-------- Material shown --------
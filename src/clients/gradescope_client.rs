//! Gradescope 客户端
//!
//! 封装与 Gradescope 网页接口相关的全部细节：
//! - 防伪 token 从 HTML 中抓取（登录表单字段 / 页面 meta）
//! - 自动跳转关闭，手动跟踪跳转链，用跳转判断登录和上传是否成功
//! - 会话（cookie + 当前 token）只属于这个客户端实例
use crate::clients::platform::{GradingPlatform, PageAssignment, ProcessingStatus, SubmissionHandle};
use crate::config::Secrets;
use crate::error::{PlatformError, PlatformResult};
use async_trait::async_trait;
use reqwest::header::{ACCEPT, LOCATION};
use reqwest::multipart::{Form, Part};
use reqwest::{redirect, Client, RequestBuilder, Response, StatusCode, Url};
use scraper::{Html, Selector};
use serde_json::Value as JsonValue;
use std::path::Path;
use tracing::{debug, info};

const CSRF_HEADER: &str = "X-CSRF-Token";
const LOGIN_TOKEN_SELECTOR: &str = r#"form[action="/login"] input[name="authenticity_token"]"#;
const CSRF_META_SELECTOR: &str = r#"meta[name="csrf-token"]"#;
const MAX_REDIRECTS: usize = 10;
const UPLOAD_FILE_NAME: &str = "submission.pdf";

/// 跟踪完跳转后的响应
struct Followed {
    /// 途经的跳转状态码，按顺序
    hops: Vec<StatusCode>,
    url: Url,
    status: StatusCode,
    body: String,
}

/// Gradescope 客户端
pub struct GradescopeClient {
    http: Client,
    base_url: String,
    course_id: String,
    assignment_id: String,
    username: String,
    password: String,
    csrf_token: Option<String>,
    /// 已经为哪个提交刷新过 token
    token_refreshed_for: Option<String>,
}

impl GradescopeClient {
    /// 创建新的客户端
    pub fn new(base_url: impl Into<String>, secrets: &Secrets) -> PlatformResult<Self> {
        let base_url = base_url.into().trim_end_matches('/').to_string();
        let http = Client::builder()
            .cookie_store(true)
            .redirect(redirect::Policy::none())
            .user_agent(concat!("tex-autograder/", env!("CARGO_PKG_VERSION")))
            .build()
            .map_err(|e| PlatformError::request_failed(&base_url, e))?;

        Ok(Self {
            http,
            base_url,
            course_id: secrets.course_id.clone(),
            assignment_id: secrets.assignment_id.clone(),
            username: secrets.username.clone(),
            password: secrets.password.clone(),
            csrf_token: None,
            token_refreshed_for: None,
        })
    }

    fn login_url(&self) -> String {
        format!("{}/login", self.base_url)
    }

    fn course_url(&self) -> String {
        format!("{}/courses/{}", self.base_url, self.course_id)
    }

    fn submissions_url(&self) -> String {
        format!(
            "{}/courses/{}/assignments/{}/submissions",
            self.base_url, self.course_id, self.assignment_id
        )
    }

    /// 附带当前 token 的请求
    fn with_token(&self, request: RequestBuilder) -> RequestBuilder {
        match &self.csrf_token {
            Some(token) => request.header(CSRF_HEADER, token),
            None => request,
        }
    }

    async fn send(&self, request: RequestBuilder, endpoint: &str) -> PlatformResult<Response> {
        self.with_token(request)
            .send()
            .await
            .map_err(|e| PlatformError::request_failed(endpoint, e))
    }

    /// 发送请求并手动跟踪跳转
    async fn send_following(&self, request: RequestBuilder, endpoint: &str) -> PlatformResult<Followed> {
        let mut response = self.send(request, endpoint).await?;
        let mut hops = Vec::new();

        for _ in 0..MAX_REDIRECTS {
            let next = if response.status().is_redirection() {
                response
                    .headers()
                    .get(LOCATION)
                    .and_then(|value| value.to_str().ok())
                    .and_then(|location| response.url().join(location).ok())
            } else {
                None
            };

            let Some(next) = next else {
                return finish(response, hops, endpoint).await;
            };

            debug!("跳转 {} -> {}", response.status(), next);
            hops.push(response.status());
            response = self.send(self.http.get(next.clone()), next.as_str()).await?;
        }

        Err(PlatformError::TooManyRedirects {
            url: response.url().to_string(),
        })
    }

    async fn get_text(&self, url: &str) -> PlatformResult<String> {
        let response = self.send(self.http.get(url), url).await?;
        let status = response.status();
        let body = response
            .text()
            .await
            .map_err(|e| PlatformError::request_failed(url, e))?;
        if !status.is_success() {
            return Err(PlatformError::BadResponse {
                endpoint: url.to_string(),
                status: status.as_u16(),
                body,
            });
        }
        Ok(body)
    }

    /// 读取 JSON 响应，非成功状态码视为错误
    async fn read_json(response: Response, endpoint: &str) -> PlatformResult<JsonValue> {
        let status = response.status();
        let body = response
            .text()
            .await
            .map_err(|e| PlatformError::request_failed(endpoint, e))?;
        if !status.is_success() {
            return Err(PlatformError::BadResponse {
                endpoint: endpoint.to_string(),
                status: status.as_u16(),
                body,
            });
        }
        serde_json::from_str(&body).map_err(|_| PlatformError::BadResponse {
            endpoint: endpoint.to_string(),
            status: status.as_u16(),
            body,
        })
    }

    /// 从提交的分页页面刷新 token
    async fn refresh_token_for(&mut self, submission: &SubmissionHandle) -> PlatformResult<()> {
        if self.token_refreshed_for.as_deref() == Some(submission.url.as_str()) {
            return Ok(());
        }
        let html = self.get_text(&submission.endpoint("select_pages")).await?;
        self.csrf_token = Some(extract_csrf_meta(&html).ok_or(PlatformError::TokenNotFound {
            what: "csrf-token",
        })?);
        self.token_refreshed_for = Some(submission.url.clone());
        Ok(())
    }
}

async fn finish(response: Response, hops: Vec<StatusCode>, endpoint: &str) -> PlatformResult<Followed> {
    let url = response.url().clone();
    let status = response.status();
    let body = response
        .text()
        .await
        .map_err(|e| PlatformError::request_failed(endpoint, e))?;
    Ok(Followed {
        hops,
        url,
        status,
        body,
    })
}

#[async_trait]
impl GradingPlatform for GradescopeClient {
    async fn login(&mut self) -> PlatformResult<()> {
        let login_url = self.login_url();
        let login_page = self.get_text(&login_url).await?;
        let auth_token = extract_login_token(&login_page).ok_or(PlatformError::TokenNotFound {
            what: "authenticity_token",
        })?;

        let form = [
            ("utf8", "✓"),
            ("authenticity_token", auth_token.as_str()),
            ("session[email]", self.username.as_str()),
            ("session[password]", self.password.as_str()),
            ("session[remember_me]", "0"),
            ("commit", "Log In"),
            ("session[remember_me_sso]", "0"),
        ];
        let followed = self
            .send_following(self.http.post(&login_url).form(&form), &login_url)
            .await?;

        if !login_succeeded(&followed.hops) {
            return Err(PlatformError::LoginRejected {
                status: followed.status.as_u16(),
                body: followed.body,
            });
        }

        let token = extract_csrf_meta(&followed.body).ok_or(PlatformError::TokenNotFound {
            what: "csrf-token",
        })?;
        self.csrf_token = Some(token);
        info!("✓ 登录成功");
        Ok(())
    }

    async fn upload(&mut self, pdf: &Path, owner_id: &str) -> PlatformResult<SubmissionHandle> {
        let bytes = tokio::fs::read(pdf)
            .await
            .map_err(|source| PlatformError::FileReadFailed {
                path: pdf.display().to_string(),
                source,
            })?;

        let submissions_url = self.submissions_url();
        let attachment = Part::bytes(bytes)
            .file_name(UPLOAD_FILE_NAME)
            .mime_str("application/pdf")
            .map_err(|e| PlatformError::request_failed(&submissions_url, e))?;
        let form = Form::new()
            .text("utf8", "✓")
            .text("authenticity_token", self.csrf_token.clone().unwrap_or_default())
            .text("owner_id", owner_id.to_string())
            .part("pdf_attachment", attachment);

        let followed = self
            .send_following(self.http.post(&submissions_url).multipart(form), &submissions_url)
            .await?;

        if is_rejected_upload_url(followed.url.as_str(), &self.course_url()) {
            return Err(PlatformError::UploadRejected {
                status: followed.status.as_u16(),
                url: followed.url.to_string(),
                body: followed.body,
            });
        }

        let handle = SubmissionHandle::from_response_url(followed.url.as_str());
        info!("✓ 上传成功，提交 ID: {}", handle.id());
        Ok(handle)
    }

    async fn poll_status(&mut self, submission: &SubmissionHandle) -> PlatformResult<ProcessingStatus> {
        self.refresh_token_for(submission).await?;

        let endpoint = submission.endpoint("pdf_attachment_status.json");
        let response = self.send(self.http.get(&endpoint), &endpoint).await?;
        let json = Self::read_json(response, &endpoint).await?;
        let status = json.get("status").cloned().unwrap_or(JsonValue::Null);
        debug!("PDF 处理状态: {}", status);
        Ok(ProcessingStatus::from(status))
    }

    async fn fetch_pages(&mut self, submission: &SubmissionHandle) -> PlatformResult<Vec<JsonValue>> {
        self.refresh_token_for(submission).await?;

        let endpoint = submission.endpoint("select_pages");
        let request = self.http.get(&endpoint).header(ACCEPT, "application/json");
        let response = self.send(request, &endpoint).await?;
        let json = Self::read_json(response, &endpoint).await?;

        match json.pointer("/pdf_attachment/pages").and_then(JsonValue::as_array) {
            Some(pages) => Ok(pages.clone()),
            None => Err(PlatformError::BadResponse {
                endpoint,
                status: StatusCode::OK.as_u16(),
                body: json.to_string(),
            }),
        }
    }

    async fn assign_pages(
        &mut self,
        submission: &SubmissionHandle,
        assignment: &PageAssignment,
    ) -> PlatformResult<()> {
        let endpoint = submission.endpoint("update_pages");
        let form = [
            (
                "pages_for_question",
                serde_json::to_string(&assignment.pages_for_question)?,
            ),
            ("pages", serde_json::to_string(&assignment.pages)?),
        ];
        let response = self
            .send(self.http.post(&endpoint).form(&form), &endpoint)
            .await?;
        let json = Self::read_json(response, &endpoint).await?;

        if has_resource_path(&json) {
            Ok(())
        } else {
            Err(PlatformError::BadResponse {
                endpoint,
                status: StatusCode::OK.as_u16(),
                body: json.to_string(),
            })
        }
    }
}

// ========== HTML / 响应判定 ==========

fn select_attr(html: &str, selector: &str, attr: &str) -> Option<String> {
    let selector = Selector::parse(selector).ok()?;
    let document = Html::parse_document(html);
    let value = document
        .select(&selector)
        .next()
        .and_then(|element| element.value().attr(attr))
        .map(str::to_string);
    value
}

/// 登录表单中的 authenticity_token
pub fn extract_login_token(html: &str) -> Option<String> {
    select_attr(html, LOGIN_TOKEN_SELECTOR, "value")
}

/// 页面头部 meta 中的 csrf-token
pub fn extract_csrf_meta(html: &str) -> Option<String> {
    select_attr(html, CSRF_META_SELECTOR, "content")
}

/// 登录成功时第一跳是 302；失败的登录也可能直接返回 200
pub fn login_succeeded(hops: &[StatusCode]) -> bool {
    hops.first() == Some(&StatusCode::FOUND)
}

/// 上传失败时平台会跳回课程页或提交列表页
pub fn is_rejected_upload_url(url: &str, course_url: &str) -> bool {
    let url = url.trim_end_matches('/');
    url == course_url.trim_end_matches('/') || url.ends_with("submissions")
}

/// 分页更新成功时响应里带非空的 `path`
fn has_resource_path(json: &JsonValue) -> bool {
    match json.get("path") {
        Some(JsonValue::String(path)) => !path.is_empty(),
        Some(JsonValue::Number(n)) => n.as_f64().map(|n| n != 0.0).unwrap_or(false),
        _ => false,
    }
}

#[cfg(test)]
mod tests {
    use super::*;
    use serde_json::json;

    const LOGIN_PAGE: &str = r#"
        <html><head><meta name="csrf-token" content="page-token"></head>
        <body>
          <form action="/search"><input name="authenticity_token" value="wrong"></form>
          <form action="/login" method="post">
            <input type="hidden" name="authenticity_token" value="login-token-123">
            <input name="session[email]">
          </form>
        </body></html>"#;

    #[test]
    fn test_extract_login_token_from_login_form() {
        assert_eq!(extract_login_token(LOGIN_PAGE).as_deref(), Some("login-token-123"));
        assert_eq!(extract_login_token("<html></html>"), None);
    }

    #[test]
    fn test_extract_csrf_meta() {
        assert_eq!(extract_csrf_meta(LOGIN_PAGE).as_deref(), Some("page-token"));
        assert_eq!(extract_csrf_meta("<meta name=\"viewport\" content=\"x\">"), None);
    }

    #[test]
    fn test_login_success_requires_found_redirect() {
        assert!(login_succeeded(&[StatusCode::FOUND, StatusCode::MOVED_PERMANENTLY]));
        assert!(!login_succeeded(&[]));
        assert!(!login_succeeded(&[StatusCode::SEE_OTHER]));
    }

    #[test]
    fn test_rejected_upload_urls() {
        let course = "https://www.gradescope.com/courses/1";
        assert!(is_rejected_upload_url("https://www.gradescope.com/courses/1", course));
        assert!(is_rejected_upload_url(
            "https://www.gradescope.com/courses/1/assignments/2/submissions",
            course
        ));
        assert!(!is_rejected_upload_url(
            "https://www.gradescope.com/courses/1/assignments/2/submissions/77/select_pages",
            course
        ));
    }

    #[test]
    fn test_resource_path_detection() {
        assert!(has_resource_path(&json!({"path": "/courses/1/assignments/2/submissions/3"})));
        assert!(!has_resource_path(&json!({"path": ""})));
        assert!(!has_resource_path(&json!({"path": null})));
        assert!(!has_resource_path(&json!({})));
    }

    #[test]
    fn test_falsy_resource_path_is_rejected() {
        assert!(!has_resource_path(&json!({"path": false})));
        assert!(!has_resource_path(&json!({"path": 0})));
        assert!(!has_resource_path(&json!({"path": []})));
        assert!(has_resource_path(&json!({"path": 12})));
    }

    #[test]
    fn test_endpoints_from_secrets() {
        let secrets: Secrets = serde_json::from_value(json!({
            "course_id": 1, "assignment_id": 2, "username": "u", "password": "p",
            "question_ids": []
        }))
        .unwrap();
        let client = GradescopeClient::new("https://gs.example/", &secrets).unwrap();
        assert_eq!(client.login_url(), "https://gs.example/login");
        assert_eq!(client.course_url(), "https://gs.example/courses/1");
        assert_eq!(
            client.submissions_url(),
            "https://gs.example/courses/1/assignments/2/submissions"
        );
    }
}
--------
■ What the task asks: Write out a verbatim copy of the data, beginning with its first line and ending with the line that contains "const LOGIN_TOKEN_SELECTOR: &str".

■ Answer area:
filename src/clients/gradescope_client.rs
//! Gradescope 客户端
//!
//! 封装与 Gradescope 网页接口相关的全部细节：
//! - 防伪 token 从 HTML 中抓取（登录表单字段 / 页面 meta）
//! - 自动跳转关闭，手动跟踪跳转链，用跳转判断登录和上传是否成功
//! - 会话（cookie + 当前 token）只属于这个客户端实例
use crate::clients::platform::{GradingPlatform, PageAssignment, ProcessingStatus, SubmissionHandle};
use crate::config::Secrets;
use crate::error::{PlatformError, PlatformResult};
use async_trait::async_trait;
use reqwest::header::{ACCEPT, LOCATION};
use reqwest::multipart::{Form, Part};
use reqwest::{redirect, Client, RequestBuilder, Response, StatusCode, Url};
use scraper::{Html, Selector};
use serde_json::Value as JsonValue;
use std::path::Path;
use tracing::{debug, info};

const CSRF_HEADER: &str = "X-CSRF-Token";
const LOGIN_TOKEN_SELECTOR: &str = r#"form[action="/login"] input[name="authenticity_token"]"#;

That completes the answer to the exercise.